*** Opening of PROVIDED MATERIAL ***
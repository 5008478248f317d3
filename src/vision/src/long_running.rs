// Copyright 2025 Google LLC
//
// Licensed under the Apache License, Version 2.0 (the "License");
// you may not use this file except in compliance with the License.
// You may obtain a copy of the License at
//
//     https://www.apache.org/licenses/LICENSE-2.0
//
// Unless required by applicable law or agreed to in writing, software
// distributed under the License is distributed on an "AS IS" BASIS,
// WITHOUT WARRANTIES OR CONDITIONS OF ANY KIND, either express or implied.
// See the License for the specific language governing permissions and
// limitations under the License.

//! The long-running operations started by the clients in this crate.
//!
//! Each RPC returning an [Operation][lro::model::Operation] has exactly one
//! entry in [LONG_RUNNING]. The entry names the response and metadata types,
//! and the typed decoders used by the operation handles are derived from
//! those types.

use lro::Decoders;

/// Describes the payloads of a long-running RPC.
#[derive(Clone, Copy, Debug, PartialEq, Eq)]
pub struct Descriptor {
    /// The fully qualified RPC name.
    pub method: &'static str,
    /// The type URL of the response, once the operation succeeds.
    pub response_type: &'static str,
    /// The type URL of the metadata reported while the operation runs.
    pub metadata_type: &'static str,
}

/// The long-running RPCs in this crate.
pub const LONG_RUNNING: &[Descriptor] = &[
    Descriptor {
        method: "google.cloud.vision.v1.ProductSearch.ImportProductSets",
        response_type: "type.googleapis.com/google.cloud.vision.v1.ImportProductSetsResponse",
        metadata_type: "type.googleapis.com/google.cloud.vision.v1.BatchOperationMetadata",
    },
    Descriptor {
        method: "google.cloud.vision.v1.ProductSearch.PurgeProducts",
        response_type: "type.googleapis.com/google.protobuf.Empty",
        metadata_type: "type.googleapis.com/google.cloud.vision.v1.BatchOperationMetadata",
    },
    Descriptor {
        method: "google.cloud.vision.v1.ImageAnnotator.AsyncBatchAnnotateImages",
        response_type: "type.googleapis.com/google.cloud.vision.v1.AsyncBatchAnnotateImagesResponse",
        metadata_type: "type.googleapis.com/google.cloud.vision.v1.OperationMetadata",
    },
    Descriptor {
        method: "google.cloud.vision.v1.ImageAnnotator.AsyncBatchAnnotateFiles",
        response_type: "type.googleapis.com/google.cloud.vision.v1.AsyncBatchAnnotateFilesResponse",
        metadata_type: "type.googleapis.com/google.cloud.vision.v1.OperationMetadata",
    },
];

/// Finds the descriptor for a fully qualified RPC name.
pub fn find(method: &str) -> Option<&'static Descriptor> {
    LONG_RUNNING.iter().find(|d| d.method == method)
}

pub(crate) fn import_product_sets()
-> Decoders<crate::model::ImportProductSetsResponse, crate::model::BatchOperationMetadata> {
    Decoders::new()
}

pub(crate) fn purge_products() -> Decoders<wkt::Empty, crate::model::BatchOperationMetadata> {
    Decoders::new()
}

pub(crate) fn async_batch_annotate_images()
-> Decoders<crate::model::AsyncBatchAnnotateImagesResponse, crate::model::OperationMetadata> {
    Decoders::new()
}

pub(crate) fn async_batch_annotate_files()
-> Decoders<crate::model::AsyncBatchAnnotateFilesResponse, crate::model::OperationMetadata> {
    Decoders::new()
}

#[cfg(test)]
mod tests {
    use super::*;
    use crate::model::*;
    use std::collections::HashSet;
    use test_case::test_case;
    use wkt::message::Message;

    type TestResult = anyhow::Result<()>;

    #[test]
    fn one_entry_per_method() {
        let methods: HashSet<_> = LONG_RUNNING.iter().map(|d| d.method).collect();
        assert_eq!(methods.len(), LONG_RUNNING.len(), "{LONG_RUNNING:?}");
        assert_eq!(LONG_RUNNING.len(), 4);
    }

    #[test_case("google.cloud.vision.v1.ProductSearch.ImportProductSets", ImportProductSetsResponse::typename(), BatchOperationMetadata::typename())]
    #[test_case("google.cloud.vision.v1.ProductSearch.PurgeProducts", wkt::Empty::typename(), BatchOperationMetadata::typename())]
    #[test_case("google.cloud.vision.v1.ImageAnnotator.AsyncBatchAnnotateImages", AsyncBatchAnnotateImagesResponse::typename(), OperationMetadata::typename())]
    #[test_case("google.cloud.vision.v1.ImageAnnotator.AsyncBatchAnnotateFiles", AsyncBatchAnnotateFilesResponse::typename(), OperationMetadata::typename())]
    fn descriptor_matches_types(method: &str, response: &str, metadata: &str) {
        let got = find(method).unwrap_or_else(|| panic!("missing {method}"));
        assert_eq!(got.response_type, response);
        assert_eq!(got.metadata_type, metadata);
    }

    #[test]
    fn find_unknown() {
        assert_eq!(find("google.cloud.vision.v1.ProductSearch.GetProduct"), None);
    }

    #[test]
    fn decoders() -> TestResult {
        let response = ImportProductSetsResponse::new()
            .set_reference_images([ReferenceImage::new().set_uri("gs://bucket/image.jpg")]);
        let any = wkt::Any::from_msg(&response)?;
        assert_eq!(import_product_sets().decode_response(&any)?, response);

        let metadata = OperationMetadata::new().set_state(operation_metadata::State::Running);
        let any = wkt::Any::from_msg(&metadata)?;
        assert_eq!(async_batch_annotate_files().decode_metadata(&any)?, metadata);

        // A payload of the wrong type does not decode.
        let err = async_batch_annotate_images()
            .decode_metadata(&wkt::Any::from_msg(&BatchOperationMetadata::new())?)
            .unwrap_err();
        assert!(err.is_deserialization(), "{err:?}");

        let any = wkt::Any::from_msg(&wkt::Empty::default())?;
        assert_eq!(purge_products().decode_response(&any)?, wkt::Empty::default());
        Ok(())
    }
}
// Copyright 2025 Google LLC
//
// Licensed under the Apache License, Version 2.0 (the "License");
// you may not use this file except in compliance with the License.
// You may obtain a copy of the License at
//
//     https://www.apache.org/licenses/LICENSE-2.0
//
// Unless required by applicable law or agreed to in writing, software
// distributed under the License is distributed on an "AS IS" BASIS,
// WITHOUT WARRANTIES OR CONDITIONS OF ANY KIND, either express or implied.
// See the License for the specific language governing permissions and
// limitations under the License.

//! The canonical status model shared by services and long-running operations.

use serde::{Deserialize, Serialize};

/// A logical error reported by the service.
///
/// Services report failed RPCs with a [Status]. Long-running operations that
/// complete with an error carry the same message in their `error` field.
#[derive(Clone, Debug, Default, PartialEq, Deserialize, Serialize)]
#[serde(default, rename_all = "camelCase")]
#[non_exhaustive]
pub struct Status {
    /// The status code.
    pub code: Code,

    /// A developer-facing error message.
    pub message: String,

    /// The name of the status code, such as `NOT_FOUND`, when the service
    /// reports it.
    #[serde(skip_serializing_if = "Option::is_none")]
    pub status: Option<String>,

    /// Additional details about the error, as `Any` messages.
    pub details: Vec<wkt::Any>,
}

impl Status {
    /// Sets the value for [code][Status::code].
    pub fn set_code<T: Into<Code>>(mut self, v: T) -> Self {
        self.code = v.into();
        self
    }

    /// Sets the value for [message][Status::message].
    pub fn set_message<T: Into<String>>(mut self, v: T) -> Self {
        self.message = v.into();
        self
    }

    /// Sets the value for [status][Status::status].
    pub fn set_status<T: Into<String>>(mut self, v: T) -> Self {
        self.status = Some(v.into());
        self
    }

    /// Sets or clears the value for [status][Status::status].
    pub fn set_or_clear_status<T: Into<String>>(mut self, v: Option<T>) -> Self {
        self.status = v.map(|v| v.into());
        self
    }

    /// Sets the value for [details][Status::details].
    pub fn set_details<T, I>(mut self, v: T) -> Self
    where
        T: IntoIterator<Item = I>,
        I: Into<wkt::Any>,
    {
        self.details = v.into_iter().map(|v| v.into()).collect();
        self
    }
}

/// The canonical error codes for APIs.
///
/// Services return the most specific code that applies. For example,
/// `NOT_FOUND` is preferred over `FAILED_PRECONDITION` when both apply.
#[derive(Clone, Copy, Debug, Default, PartialEq, Eq, Hash)]
#[non_exhaustive]
pub enum Code {
    /// Not an error; returned on success.
    Ok = 0,

    /// The operation was cancelled, typically by the caller.
    Cancelled = 1,

    /// Unknown error.
    #[default]
    Unknown = 2,

    /// The client specified an invalid argument.
    InvalidArgument = 3,

    /// The deadline expired before the operation could complete.
    DeadlineExceeded = 4,

    /// Some requested entity (e.g., a product or product set) was not found.
    NotFound = 5,

    /// The entity that a client attempted to create already exists.
    AlreadyExists = 6,

    /// The caller does not have permission to execute the operation.
    PermissionDenied = 7,

    /// Some resource has been exhausted, perhaps a per-user quota.
    ResourceExhausted = 8,

    /// The system is not in a state required for the operation's execution.
    FailedPrecondition = 9,

    /// The operation was aborted, typically due to a concurrency issue.
    Aborted = 10,

    /// The operation was attempted past the valid range.
    OutOfRange = 11,

    /// The operation is not implemented or not enabled in this service.
    Unimplemented = 12,

    /// Internal errors.
    Internal = 13,

    /// The service is currently unavailable.
    Unavailable = 14,

    /// Unrecoverable data loss or corruption.
    DataLoss = 15,

    /// The request does not have valid authentication credentials.
    Unauthenticated = 16,
}

impl Code {
    pub fn name(&self) -> &str {
        match self {
            Code::Ok => "OK",
            Code::Cancelled => "CANCELLED",
            Code::Unknown => "UNKNOWN",
            Code::InvalidArgument => "INVALID_ARGUMENT",
            Code::DeadlineExceeded => "DEADLINE_EXCEEDED",
            Code::NotFound => "NOT_FOUND",
            Code::AlreadyExists => "ALREADY_EXISTS",
            Code::PermissionDenied => "PERMISSION_DENIED",
            Code::ResourceExhausted => "RESOURCE_EXHAUSTED",
            Code::FailedPrecondition => "FAILED_PRECONDITION",
            Code::Aborted => "ABORTED",
            Code::OutOfRange => "OUT_OF_RANGE",
            Code::Unimplemented => "UNIMPLEMENTED",
            Code::Internal => "INTERNAL",
            Code::Unavailable => "UNAVAILABLE",
            Code::DataLoss => "DATA_LOSS",
            Code::Unauthenticated => "UNAUTHENTICATED",
        }
    }
}

impl std::convert::From<i32> for Code {
    fn from(value: i32) -> Self {
        match value {
            0 => Code::Ok,
            1 => Code::Cancelled,
            2 => Code::Unknown,
            3 => Code::InvalidArgument,
            4 => Code::DeadlineExceeded,
            5 => Code::NotFound,
            6 => Code::AlreadyExists,
            7 => Code::PermissionDenied,
            8 => Code::ResourceExhausted,
            9 => Code::FailedPrecondition,
            10 => Code::Aborted,
            11 => Code::OutOfRange,
            12 => Code::Unimplemented,
            13 => Code::Internal,
            14 => Code::Unavailable,
            15 => Code::DataLoss,
            16 => Code::Unauthenticated,
            _ => Code::default(),
        }
    }
}

impl std::convert::From<Code> for i32 {
    fn from(value: Code) -> i32 {
        value as i32
    }
}

impl std::fmt::Display for Code {
    fn fmt(&self, f: &mut std::fmt::Formatter<'_>) -> std::fmt::Result {
        f.write_str(self.name())
    }
}

impl std::convert::TryFrom<&str> for Code {
    type Error = String;
    fn try_from(value: &str) -> std::result::Result<Code, Self::Error> {
        (0..=16)
            .map(Code::from)
            .find(|c| c.name() == value)
            .ok_or_else(|| format!("unknown status code value {value}"))
    }
}

impl Serialize for Code {
    fn serialize<S>(&self, serializer: S) -> Result<S::Ok, S::Error>
    where
        S: serde::Serializer,
    {
        serializer.serialize_i32(*self as i32)
    }
}

impl<'de> Deserialize<'de> for Code {
    fn deserialize<D>(deserializer: D) -> Result<Self, D::Error>
    where
        D: serde::Deserializer<'de>,
    {
        i32::deserialize(deserializer).map(Code::from)
    }
}

#[cfg(test)]
mod tests {
    use super::*;
    use anyhow::Result;
    use serde_json::json;
    use test_case::test_case;

    #[test]
    fn status_basic_setters() {
        let got = Status::default()
            .set_code(Code::NotFound)
            .set_message("test-message");
        let want = Status {
            code: Code::NotFound,
            message: "test-message".into(),
            ..Default::default()
        };
        assert_eq!(got, want);

        let got = Status::default()
            .set_code(5)
            .set_message("test-message");
        assert_eq!(got, want);
    }

    #[test]
    fn status_details() -> Result<()> {
        let detail = wkt::Any::from_msg(&wkt::Empty::default())?;
        let got = Status::default().set_details([detail.clone()]);
        assert_eq!(got.details, vec![detail]);
        Ok(())
    }

    #[test]
    fn serialize_status() -> Result<()> {
        let status = Status::default()
            .set_code(Code::NotFound)
            .set_message("missing");
        let got = serde_json::to_value(&status)?;
        assert_eq!(
            got,
            json!({"code": 5, "message": "missing", "details": []})
        );
        Ok(())
    }

    #[test]
    fn deserialize_status() -> Result<()> {
        let input = json!({"code": 1, "message": "cancelled by user"});
        let got = serde_json::from_value::<Status>(input)?;
        assert_eq!(got.code, Code::Cancelled);
        assert_eq!(got.message, "cancelled by user");
        assert!(got.details.is_empty(), "{got:?}");
        Ok(())
    }

    #[test]
    fn status_name() -> Result<()> {
        let status = Status::default()
            .set_code(Code::NotFound)
            .set_message("missing")
            .set_status(Code::NotFound.name());
        assert_eq!(status.status.as_deref(), Some("NOT_FOUND"));
        let got = serde_json::to_value(&status)?;
        let want = json!({"code": 5, "message": "missing", "status": "NOT_FOUND", "details": []});
        assert_eq!(got, want);
        let roundtrip = serde_json::from_value::<Status>(got)?;
        assert_eq!(roundtrip, status);

        let cleared = status.set_or_clear_status(None::<String>);
        assert_eq!(cleared.status, None);
        Ok(())
    }

    #[test]
    fn deserialize_status_name() -> Result<()> {
        let input = json!({"code": 7, "message": "denied", "status": "PERMISSION_DENIED"});
        let got = serde_json::from_value::<Status>(input)?;
        assert_eq!(got.code, Code::PermissionDenied);
        assert_eq!(got.status.as_deref(), Some("PERMISSION_DENIED"));
        Ok(())
    }

    #[test_case(0, Code::Ok)]
    #[test_case(1, Code::Cancelled)]
    #[test_case(5, Code::NotFound)]
    #[test_case(14, Code::Unavailable)]
    #[test_case(16, Code::Unauthenticated)]
    #[test_case(17, Code::Unknown)]
    #[test_case(-1, Code::Unknown)]
    fn code_from_i32(input: i32, want: Code) {
        assert_eq!(Code::from(input), want);
    }

    #[test_case(Code::Ok)]
    #[test_case(Code::Cancelled)]
    #[test_case(Code::NotFound)]
    #[test_case(Code::DataLoss)]
    #[test_case(Code::Unauthenticated)]
    fn code_names(code: Code) {
        assert_eq!(Code::try_from(code.name()), Ok(code));
        assert_eq!(code.to_string(), code.name());
        assert_eq!(Code::from(i32::from(code)), code);
    }

    #[test]
    fn code_unknown_name() {
        let got = Code::try_from("NOT-A-CODE");
        assert!(got.is_err(), "{got:?}");
    }
}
*** Close of PROVIDED MATERIAL ***
**TASK REQUIREMENTS:** Write down every line of the data above that includes the string "RPCs".

**ANSWER TO THE EXERCISE:**
/// The long-running RPCs in this crate.
/// Services report failed RPCs with a [Status]. Long-running operations that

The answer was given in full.